En büyük ve önemli bayramlar, Roş Aşana ve Yom Kipur’un kutlanacağı ‘Elul’ ayı, Yahudiler için özel bir anlam taşıyor
Tanrı’nın halkına seslendiği Şavuot’tan 40 gün sonra, Musa Peygamber On Emir levhalarıyla Sina Dağı’ndan inmişti. Fakat dönüş tarihini yanlış hesaplayan ve dönmediği için sabırsızlanan halk, altın bir buzağı yapıp ona tapmaya başlamıştı. Bunu görünce çok kızan Musa Peygamber, On Emir levhalarını yere atıp kırmıştı.
Daha sonra, halkının bu hareketi için Tanrı’nın affına sığınmak ve halkının yok edilmesini önlemek için, tekrar Sina Dağı’na çıkıp, Tanrı’dan merhamet dilemeye gitmişti. 40 gün sonra, halkının affedileceği sözünü alan Musa, dağdan inip yen taş levhaları yontmaya başlamıştı. Musa Peygamber’in, üçüncü kez dağa çıkıp, 40 gün daha Tanrı’nın yanında kalıp, yeni On Emir levhalarıyla inmesi, halkının affedildiğinin müjdecisi olmuştu. O gün, affediliş günü, Kipur günüydü.

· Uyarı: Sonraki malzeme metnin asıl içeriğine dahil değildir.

//! A GPIO port simulated in memory, for host-side testing.
//!
//! `SimPort` behaves like the hardware as far as the driver can observe: the
//! set/reset registers act on the output data register instead of holding a
//! value, and the input data register reads back the output levels (as it
//! does for a pin driven as an output). Every write is also recorded, in
//! order, so tests can check exactly what reached the port.

use std::sync::atomic::{AtomicU32, Ordering};
use std::sync::Mutex;
use std::vec::Vec;

use crate::regs::{PortRegisters, Reg};

/// CRL/CRH reset value: every pin a floating input.
pub const CR_RESET: u32 = 0x4444_4444;

#[derive(Debug)]
pub struct SimPort {
    cells: [AtomicU32; 7],
    log: Mutex<Vec<(Reg, u32)>>,
}

impl Default for SimPort {
    fn default() -> Self {
        Self::new()
    }
}

impl SimPort {
    /// Creates a port in its reset state.
    pub fn new() -> Self {
        let port = SimPort {
            cells: Default::default(),
            log: Mutex::new(Vec::new()),
        };
        port.preset(Reg::Crl, CR_RESET);
        port.preset(Reg::Crh, CR_RESET);
        port
    }

    /// Overwrites a register's stored value without going through the
    /// hardware rules and without logging.
    pub fn preset(&self, reg: Reg, value: u32) {
        self.cells[reg.index()].store(value, Ordering::SeqCst);
    }

    /// Returns a register's stored value without logging.
    pub fn peek(&self, reg: Reg) -> u32 {
        self.cells[reg.index()].load(Ordering::SeqCst)
    }

    /// Every write made so far, oldest first.
    pub fn writes(&self) -> Vec<(Reg, u32)> {
        self.log.lock().unwrap().clone()
    }

    /// Values written to one register so far, oldest first.
    pub fn writes_to(&self, reg: Reg) -> Vec<u32> {
        self.log
            .lock()
            .unwrap()
            .iter()
            .filter(|(r, _)| *r == reg)
            .map(|(_, v)| *v)
            .collect()
    }

    pub fn clear_log(&self) {
        self.log.lock().unwrap().clear();
    }

    fn update_odr(&self, f: impl Fn(u32) -> u32) {
        let odr = &self.cells[Reg::Odr.index()];
        let _ = odr.fetch_update(Ordering::SeqCst, Ordering::SeqCst, |v| {
            Some(f(v) & 0xFFFF)
        });
    }
}

impl PortRegisters for SimPort {
    fn read(&self, reg: Reg) -> u32 {
        match reg {
            Reg::Idr => self.peek(Reg::Odr),
            Reg::Bsrr | Reg::Brr => 0,
            _ => self.peek(reg),
        }
    }

    fn write(&self, reg: Reg, value: u32) {
        self.log.lock().unwrap().push((reg, value));
        match reg {
            Reg::Idr => (),
            Reg::Odr => self.update_odr(|_| value),
            // Reset first, so a set of the same bit wins.
            Reg::Bsrr => self.update_odr(|v| (v & !(value >> 16)) | value),
            Reg::Brr => self.update_odr(|v| v & !value),
            _ => self.preset(reg, value),
        }
    }
}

Bunun için Yahudiler, yıl içinde bilerek ya da bilmeyerek işledikleri günahlar için Tanrı’dan af dilemeye, Elul ayında başlarlar. Yom Kipur’a kadar geçen dönemde, teşuva (pişmanlıklarını dile getirmek), tefilla (dua etmek) ve tsedaka (bağış vermek) ile Tanrı’dan af dilemeye hazırlanırlar. Bu ay boyunca sabaha karşı selihotlar (insanın iç hesaplaşması yapıp pişmanlığını dile getirmesi için yardımcı olan dualar) düzenlenir. Bu selihotlardan birinde Seuda (duadan sonraki sabah kahvaltısı), geleneksel olarak cemaatin bayanları tarafından verilir. Bu özel selihotta ayrıca, Tanrı’ya karşı yıl içinde verilmiş, ama tutulamamış vaatlerin çözüldüğü Atarat Nedarim yapılır.
Roş Aşana ve Yom Kipur arasındaki günlerden birinde kaparot yapma âdeti vardır. (tavuk ya da bir miktar paranın insanın başının üstünde döndürülüp dua okunması) . Bu da Yahudilere, aslında günahları için cezayı hak ettiklerini hatırlatır. Kaparot ile ceza görme konusunda tavuğun, ya da paranın, insanın yerini alması simgelenir. Tavuk korban edildiyse, onun eti fakirlere verilir. Para bağışlanmışsa, bu para da hayırsever amaçlar için kullanılır.
Roş Aşana ve Kipur arasındaki on gün, özellikle, pişmanlıkların belirtilmesi için çok önemlidir, bu günlerde yapılan teşuva’nın kabulü daha kolaydır.
Yine aynı günlerde mezarlığa gitme adeti de vardır.